Eierstockkrebs Figo I

  • Danke für die Nachricht ich habe vergessen den Onkologen zu fragen ob man auf die Ernährung achten sollte während der Chemo und ob man irgendwie aufpassen sollte wenn jemand Herzkrank ist oder versucht Schwanger zu werden in der Familie ob man da Abstand halten sollte kennst du dich da aus?

  • Hallo GR54 ,


    einer der Wirkstoffe meiner Chemo war Carboplatin (der andere Paclitaxel).


    Ich habe die Chemo gut überstanden. Natürlich war es eine schwere Zeit. Aber die Chemo habe ich für mich als ein MUSS angesehen.


    LG Daria

  • Liebe GR54.

    Meine Onkologie sagt, ich kann alles essen, worauf ich Lust habe. Du kannst aber auf jeden Fall Deinen Onkologen nochmal fragen ob er ein paar Tipps hat.

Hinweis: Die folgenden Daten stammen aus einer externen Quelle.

//! HTTP exchange with origin servers.
//!
//! ### Requests
//! - Method, every header from `HttpRequest::all_headers`, payload as body
//! - A challenge is sent as HTTP basic credentials
//!
//! ### Limits
//! - Timeout: 20s (configurable), reported as `TRANSPORT_TIMEOUT`
//! - Redirects: none followed by default, so 3xx answers reach the cache
//! - Max body bytes: 5MB (configurable), reported as `RESPONSE_TOO_LARGE`
//!
//! Non-2xx statuses are ordinary responses, never errors.

pub mod convert;

use std::time::{Duration, Instant};

use async_trait::async_trait;
use reqwest::Client;

use httpcache_core::engine::NetworkExchanger;
use httpcache_core::http::{HttpRequest, HttpResponse, Status};
use httpcache_core::{AppConfig, Error};

use convert::{from_header_map, to_payload, to_reqwest_method};

/// Configuration for the exchanger.
#[derive(Debug, Clone)]
pub struct ExchangeConfig {
    /// User agent string (default: "httpcache/0.1")
    pub user_agent: String,

    /// Maximum response body size in bytes (default: 5MB)
    pub max_bytes: usize,

    /// Request timeout (default: 20s)
    pub timeout: Duration,

    /// Maximum number of redirects to follow (default: 0)
    pub max_redirects: usize,
}

impl Default for ExchangeConfig {
    fn default() -> Self {
        Self {
            user_agent: "httpcache/0.1".to_string(),
            max_bytes: 5 * 1024 * 1024,
            timeout: Duration::from_millis(20000),
            max_redirects: 0,
        }
    }
}

impl From<&AppConfig> for ExchangeConfig {
    fn from(config: &AppConfig) -> Self {
        Self {
            user_agent: config.user_agent.clone(),
            max_bytes: config.max_bytes,
            timeout: config.timeout(),
            max_redirects: config.max_redirects,
        }
    }
}

/// `NetworkExchanger` backed by a shared reqwest client.
pub struct ReqwestExchanger {
    http: Client,
    config: ExchangeConfig,
}

impl ReqwestExchanger {
    /// Create a new exchanger with the given configuration.
    pub fn new(config: ExchangeConfig) -> Result<Self, Error> {
        let redirect = match config.max_redirects {
            0 => reqwest::redirect::Policy::none(),
            n => reqwest::redirect::Policy::limited(n),
        };

        let http = Client::builder()
            .user_agent(&config.user_agent)
            .timeout(config.timeout)
            .redirect(redirect)
            .use_rustls_tls()
            .gzip(true)
            .brotli(true)
            .deflate(true)
            .build()
            .map_err(|e| Error::Transport(format!("failed to build HTTP client: {}", e)))?;

        Ok(Self { http, config })
    }

    /// Get reference to the configuration.
    pub fn config(&self) -> &ExchangeConfig {
        &self.config
    }

    /// Translate `request` into a reqwest request without sending it.
    pub fn prepare(&self, request: &HttpRequest) -> Result<reqwest::Request, Error> {
        let method = to_reqwest_method(request.method())?;
        let mut builder = self.http.request(method, request.uri().as_str());

        for header in &request.all_headers() {
            builder = builder.header(header.name(), header.value());
        }
        if let Some(challenge) = request.challenge() {
            builder = builder.basic_auth(&challenge.identifier, Some(&challenge.secret));
        }
        if let Some(payload) = request.payload() {
            builder = builder.body(payload.bytes().clone());
        }

        builder.build().map_err(|e| Error::InvalidArgument(format!("invalid request: {}", e)))
    }

    fn too_large(&self, len: u64) -> Error {
        Error::ResponseTooLarge(format!("{} bytes exceeds {}", len, self.config.max_bytes))
    }
}

fn transport_error(context: &str, e: reqwest::Error) -> Error {
    if e.is_timeout() {
        Error::TransportTimeout(format!("{}: {}", context, e))
    } else {
        Error::Transport(format!("{}: {}", context, e))
    }
}

#[async_trait]
impl NetworkExchanger for ReqwestExchanger {
    async fn exchange(&self, request: &HttpRequest) -> Result<HttpResponse, Error> {
        let start = Instant::now();
        let prepared = self.prepare(request)?;

        let response = self
            .http
            .execute(prepared)
            .await
            .map_err(|e| transport_error("network error", e))?;

        if let Some(len) = response.content_length()
            && len > self.config.max_bytes as u64
        {
            return Err(self.too_large(len));
        }

        let status = Status::new(response.status().as_u16());
        let header_map = response.headers().clone();

        let bytes = response
            .bytes()
            .await
            .map_err(|e| transport_error("failed to read response", e))?;

        if bytes.len() > self.config.max_bytes {
            return Err(self.too_large(bytes.len() as u64));
        }

        tracing::debug!(
            "exchanged {} {} -> {} in {}ms ({} bytes)",
            request.method(),
            request.uri(),
            status.code(),
            start.elapsed().as_millis(),
            bytes.len()
        );

        let headers = from_header_map(&header_map);
        let payload = to_payload(&header_map, bytes);
        Ok(HttpResponse::new(status, headers, payload))
    }
}

#[cfg(test)]
mod tests {
    use super::*;
    use httpcache_core::http::{Challenge, Conditionals, Method, Payload, Tag};
    use tokio::io::{AsyncReadExt, AsyncWriteExt};
    use tokio::net::TcpListener;
    use url::Url;

    /// Serve one canned response on a local port and hand back the raw
    /// request head that was received.
    async fn serve_once(response: &'static str) -> (Url, tokio::task::JoinHandle<String>) {
        let listener = TcpListener::bind("127.0.0.1:0").await.unwrap();
        let addr = listener.local_addr().unwrap();
        let handle = tokio::spawn(async move {
            let (mut socket, _) = listener.accept().await.unwrap();
            let mut received = Vec::new();
            let mut buf = [0u8; 1024];
            while !received.windows(4).any(|w| w == b"\r\n\r\n") {
                let n = socket.read(&mut buf).await.unwrap();
                if n == 0 {
                    break;
                }
                received.extend_from_slice(&buf[..n]);
            }
            socket.write_all(response.as_bytes()).await.unwrap();
            socket.shutdown().await.unwrap();
            String::from_utf8_lossy(&received).to_lowercase()
        });
        (Url::parse(&format!("http://{addr}/resource")).unwrap(), handle)
    }

    #[test]
    fn test_exchange_config_default() {
        let config = ExchangeConfig::default();
        assert_eq!(config.user_agent, "httpcache/0.1");
        assert_eq!(config.max_bytes, 5 * 1024 * 1024);
        assert_eq!(config.timeout, Duration::from_millis(20000));
        assert_eq!(config.max_redirects, 0);
    }

    #[test]
    fn test_exchange_config_from_app_config() {
        let app = AppConfig { user_agent: "custom/1.0".into(), timeout_ms: 1500, max_redirects: 3, ..Default::default() };
        let config = ExchangeConfig::from(&app);
        assert_eq!(config.user_agent, "custom/1.0");
        assert_eq!(config.timeout, Duration::from_millis(1500));
        assert_eq!(config.max_redirects, 3);
    }

    #[tokio::test]
    async fn test_exchanger_new() {
        assert!(ReqwestExchanger::new(ExchangeConfig::default()).is_ok());
    }

    #[tokio::test]
    async fn test_prepare_carries_everything() {
        let exchanger = ReqwestExchanger::new(ExchangeConfig::default()).unwrap();
        let conditionals = Conditionals::new().add_if_none_match(Tag::strong("abc")).unwrap();
        let request = HttpRequest::new(Url::parse("https://example.com/items").unwrap(), Method::Put)
            .with_header("X-Trace", "1")
            .unwrap()
            .with_conditionals(conditionals)
            .with_challenge(Some(Challenge { identifier: "user".into(), secret: "pass".into() }))
            .with_payload(Some(Payload::new("application/json", "{}")));

        let prepared = exchanger.prepare(&request).unwrap();
        assert_eq!(prepared.method(), reqwest::Method::PUT);
        assert_eq!(prepared.url().as_str(), "https://example.com/items");

        let headers = prepared.headers();
        assert_eq!(headers.get("x-trace").unwrap(), "1");
        assert_eq!(headers.get("if-none-match").unwrap(), "\"abc\"");
        assert_eq!(headers.get("content-type").unwrap(), "application/json");
        assert!(headers.get("authorization").unwrap().to_str().unwrap().starts_with("Basic "));
        assert_eq!(prepared.body().and_then(|b| b.as_bytes()), Some(&b"{}"[..]));
    }

    #[tokio::test]
    async fn test_exchange_round_trip() {
        let (url, server) = serve_once(
            "HTTP/1.1 200 OK\r\nContent-Type: text/plain\r\nETag: \"v1\"\r\n\
             Cache-Control: max-age=60\r\nContent-Length: 5\r\nConnection: close\r\n\r\nhello",
        )
        .await;
        let exchanger = ReqwestExchanger::new(ExchangeConfig::default()).unwrap();

        let response = exchanger.exchange(&HttpRequest::get(url)).await.unwrap();
        assert_eq!(response.status(), Status::OK);
        assert_eq!(response.headers().first("etag"), Some("\"v1\""));
        assert_eq!(response.cache_control().max_age.map(|d| d.num_seconds()), Some(60));
        let payload = response.payload().unwrap();
        assert_eq!(payload.mime_type(), "text/plain");
        assert_eq!(payload.bytes().as_ref(), b"hello");

        let received = server.await.unwrap();
        assert!(received.starts_with("get /resource http/1.1"));
        assert!(received.contains("user-agent: httpcache/0.1"));
    }

    #[tokio::test]
    async fn test_exchange_does_not_follow_redirects() {
        let (url, server) = serve_once(
            "HTTP/1.1 301 Moved Permanently\r\nLocation: /elsewhere\r\nContent-Length: 0\r\nConnection: close\r\n\r\n",
        )
        .await;
        let exchanger = ReqwestExchanger::new(ExchangeConfig::default()).unwrap();

        let response = exchanger.exchange(&HttpRequest::get(url)).await.unwrap();
        assert_eq!(response.status(), Status::MOVED_PERMANENTLY);
        assert_eq!(response.headers().first("Location"), Some("/elsewhere"));
        assert!(response.payload().is_none());
        server.await.unwrap();
    }

    #[tokio::test]
    async fn test_exchange_rejects_large_body() {
        let (url, server) =
            serve_once("HTTP/1.1 200 OK\r\nContent-Length: 10\r\nConnection: close\r\n\r\n0123456789").await;
        let exchanger = ReqwestExchanger::new(ExchangeConfig { max_bytes: 4, ..Default::default() }).unwrap();

        let result = exchanger.exchange(&HttpRequest::get(url)).await;
        assert!(matches!(result, Err(Error::ResponseTooLarge(_))));
        let _ = server.await;
    }

    #[tokio::test]
    async fn test_exchange_connection_refused() {
        let listener = TcpListener::bind("127.0.0.1:0").await.unwrap();
        let addr = listener.local_addr().unwrap();
        drop(listener);

        let exchanger = ReqwestExchanger::new(ExchangeConfig::default()).unwrap();
        let url = Url::parse(&format!("http://{addr}/")).unwrap();
        let result = exchanger.exchange(&HttpRequest::get(url)).await;
        assert!(matches!(result, Err(e) if e.is_transport()));
    }
}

    Abstand halten sollten eher die anderen, weil Dein Immunsystem durch die Chemo schwächer wird. Also nicht mit Leuten treffen die gerade einen Infekt haben. Du bist keine Gefahr für andere.

    LG

  • Mir wurde damals gesagt, ich soll keine Grapefruit während der Zeit der Chemo essen, da irgendein Stoff darin die Chemo aushebeln kann.

    Ansonsten hab ich alles gegessen, was meine Geschmacksstörungen zugelassen haben.

  • liebe GR54 ,

    ich habe das gleiche figo stadium wie du und auch g3, also high grade. Am 30.07.2020 wurde ich operiert und ich beginne am 10.09.2020 mit der Chemo, weil bei diesem blöden Eierstockkrebs die Rezidivrate so verdammt hoch ist. Natürlich hab ich auch eine Sch... Angst davor, die Haare werden ausfallen, ich habe zudem noch Probleme mit dem Herzen. Mir wird Placi... und Carboplatin alle 3 Wochen insgesamt 6 Mal gegeben.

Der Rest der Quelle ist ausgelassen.